ダウンロードがブロックされたメッセージのスクリーンショット。

プレビューを許可するには、Exchange 管理者が次の手順を実行する必要があります。

  1. Exchange Online PowerShell モジュールをダウンロードします。

  2. モジュールに接続します。 詳しくは、「Exchange Online PowerShell への接続」を参照してください。

  3. Exchange Online PowerShellに接続した後、 Set-OwaMailboxPolicy コマンドレットを使用してポリシーのパラメーターを更新します。

    Set-OwaMailboxPolicy -Identity OwaMailboxPolicy-Default -DirectFileAccessOnPrivateComputersEnabled $false -DirectFileAccessOnPublicComputersEnabled $false
    

    Note

    OwaMailboxPolicy-Default ポリシーは、Exchange Online の既定の OWA ポリシー名です。 一部のお客様は、別の名前で追加の OWA ポリシーを展開したり、カスタム OWA ポリシーを作成したりしていることがあります。 複数の OWA ポリシーがある場合は、特定のユーザーに適用される可能性があります。 そのため、完全なカバレッジを持つには、それらを更新する必要もあります。

  4. これらのパラメータを設定した後、PDFファイルと、ダウンロードをブロックするように構成されたセッションポリシーを使用して、OWAでテストを実行します。 [ダウンロード] オプションがドロップダウンから削除され、ファイルをプレビューすることができます。 次に例を示します。

    ブロックされていない PDF プレビューのスクリーンショット。

類似のサイトの警告が表示される

悪意のあるアクターは、偽装目的で他のサイトの URL に類似した URL を作成することで、ユーザーに別のサイトを閲覧しているように思い込ませることができます。 一部のブラウザーでは、この動作を検出し、URL にアクセスする前にユーザーに警告を出したり、アクセスをブロックしたりしようとします。

まれに、セッション制御下のユーザーは、疑わしいサイト アクセスを示すメッセージをブラウザーから受信することがあります。 この理由は、ブラウザーでサフィックス付きのドメイン (例: .mcas.ms) が疑わしいものとして扱われるためです。

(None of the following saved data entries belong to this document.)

#![allow(dead_code)]

use trichain_economics::{
    BlockContext, GenesisAllocation, GenesisState, MonetaryConfig, MonetaryKeeper,
};
use trichain_storage::MemoryStore;
use trichain_treasury::{BankLedger, InMemoryBank};
use trichain_types::{Address, Amount, BASE_UNITS_PER_TRI};

pub const GENESIS_TIME: i64 = 1_700_000_000;
pub const TRI: Amount = BASE_UNITS_PER_TRI;

pub fn addr(label: &str) -> Address {
    Address::from_label(label)
}

pub fn treasury() -> Address {
    addr("treasury")
}

pub fn ctx(height: u64) -> BlockContext {
    BlockContext::new(height, GENESIS_TIME + height as i64 * 6)
}

pub fn allocation(label: &str, amount: Amount) -> GenesisAllocation {
    GenesisAllocation {
        address: addr(label),
        amount,
        category: "test".into(),
        vesting: false,
        schedule: None,
    }
}

/// Genesis where `allocations` make up the whole supply.
pub fn genesis(allocations: &[(&str, Amount)]) -> GenesisState {
    GenesisState::with_allocations(
        treasury(),
        allocations
            .iter()
            .map(|(label, amount)| allocation(label, *amount))
            .collect(),
        GENESIS_TIME,
    )
}

pub fn authority() -> String {
    MonetaryConfig::default().authority
}

pub fn keeper_with<B: BankLedger>(
    bank: B,
    config: MonetaryConfig,
    genesis: &GenesisState,
) -> MonetaryKeeper<MemoryStore, B> {
    let mut keeper = MonetaryKeeper::new(MemoryStore::new(), bank, config);
    keeper.init_genesis(genesis).expect("genesis");
    keeper.drain_events();
    keeper
}

/// Keeper with default config and an in-memory bank.
pub fn keeper(allocations: &[(&str, Amount)]) -> MonetaryKeeper<MemoryStore, InMemoryBank> {
    keeper_with(InMemoryBank::new(), MonetaryConfig::default(), &genesis(allocations))
}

このメッセージはChromeユーザーにのみ表示されます。Microsoft Edgeユーザーは、リバースプロキシアーキテクチャを使用せずにブラウザー内保護を利用できます。 次に例を示します。

Chrome の類似サイト警告のスクリーンショット。

このようなメッセージが表示された場合は、Microsoftのサポートに連絡して、関連するブラウザーベンダーに対処してください。

2回目のサインイン("2回目のログイン"とも呼ばれます)

一部のアプリケーションには、サインインするためのディープリンクが複数あります。 アプリ設定でサインインリンクを定義しないと、ユーザーがサインインするときに認識されないページにリダイレクトされ、アクセスがブロックされる可能性があります。

Microsoft Entra IDなどのIdP間の統合は、アプリのサインインをインターセプトしてリダイレクトすることに基づいています。 つまり、2回目のサインインをトリガーせずにブラウザーのサインインを直接制御することはできません。 2回目のサインインをトリガーするには、その目的専用の2回目のサインインURLを使用する必要があります。

アプリでnonceが使用されている場合、2回目のサインインはユーザーに対して透過的であるか、もう一度サインインするように求められます。

エンドユーザーに対して透過的でない場合は、アプリの設定に2回目のサインインURLを追加します。

  1. [設定][クラウド アプリ][接続されているアプリ][条件付きアクセス アプリ制御アプリ] に移動します。

  2. 関連するアプリを選択し、3つのドットを選択します。

  3. [アプリの編集] \ [高度なログイン構成] を選択します。

  4. エラーページに記載されているように、2番目のサインインURLを追加します。

アプリがnonceを使用していないと確信している場合は、 「低速サインイン」 の説明に従ってアプリの設定を編集して、これを無効にすることができます。

アプリのトラブルシューティングに関するその他の考慮事項

アプリのトラブルシューティングを行う場合は、次の点を考慮する必要があります。

  • 最新のブラウザーのセッション コントロールのサポート Defender for Cloud Apps セッション制御に、Chromium ベースの新しい Microsoft Edge ブラウザーのサポートが追加されました。 Internet Explorer の最新バージョンと Microsoft Edge の従来のバージョンは引き続きサポートされますが、サポートは制限されるため、新しい Microsoft Edge ブラウザーを使用することをお勧めします。

  • セッションコントロールの保護の制限"保護" アクションでの共同認証ラベル付けは、Defender for Cloud Appsセッションコントロールではサポートされていません。 詳細については、 「機密ラベルで暗号化されたファイルの共同編集を有効にする」 を参照してください。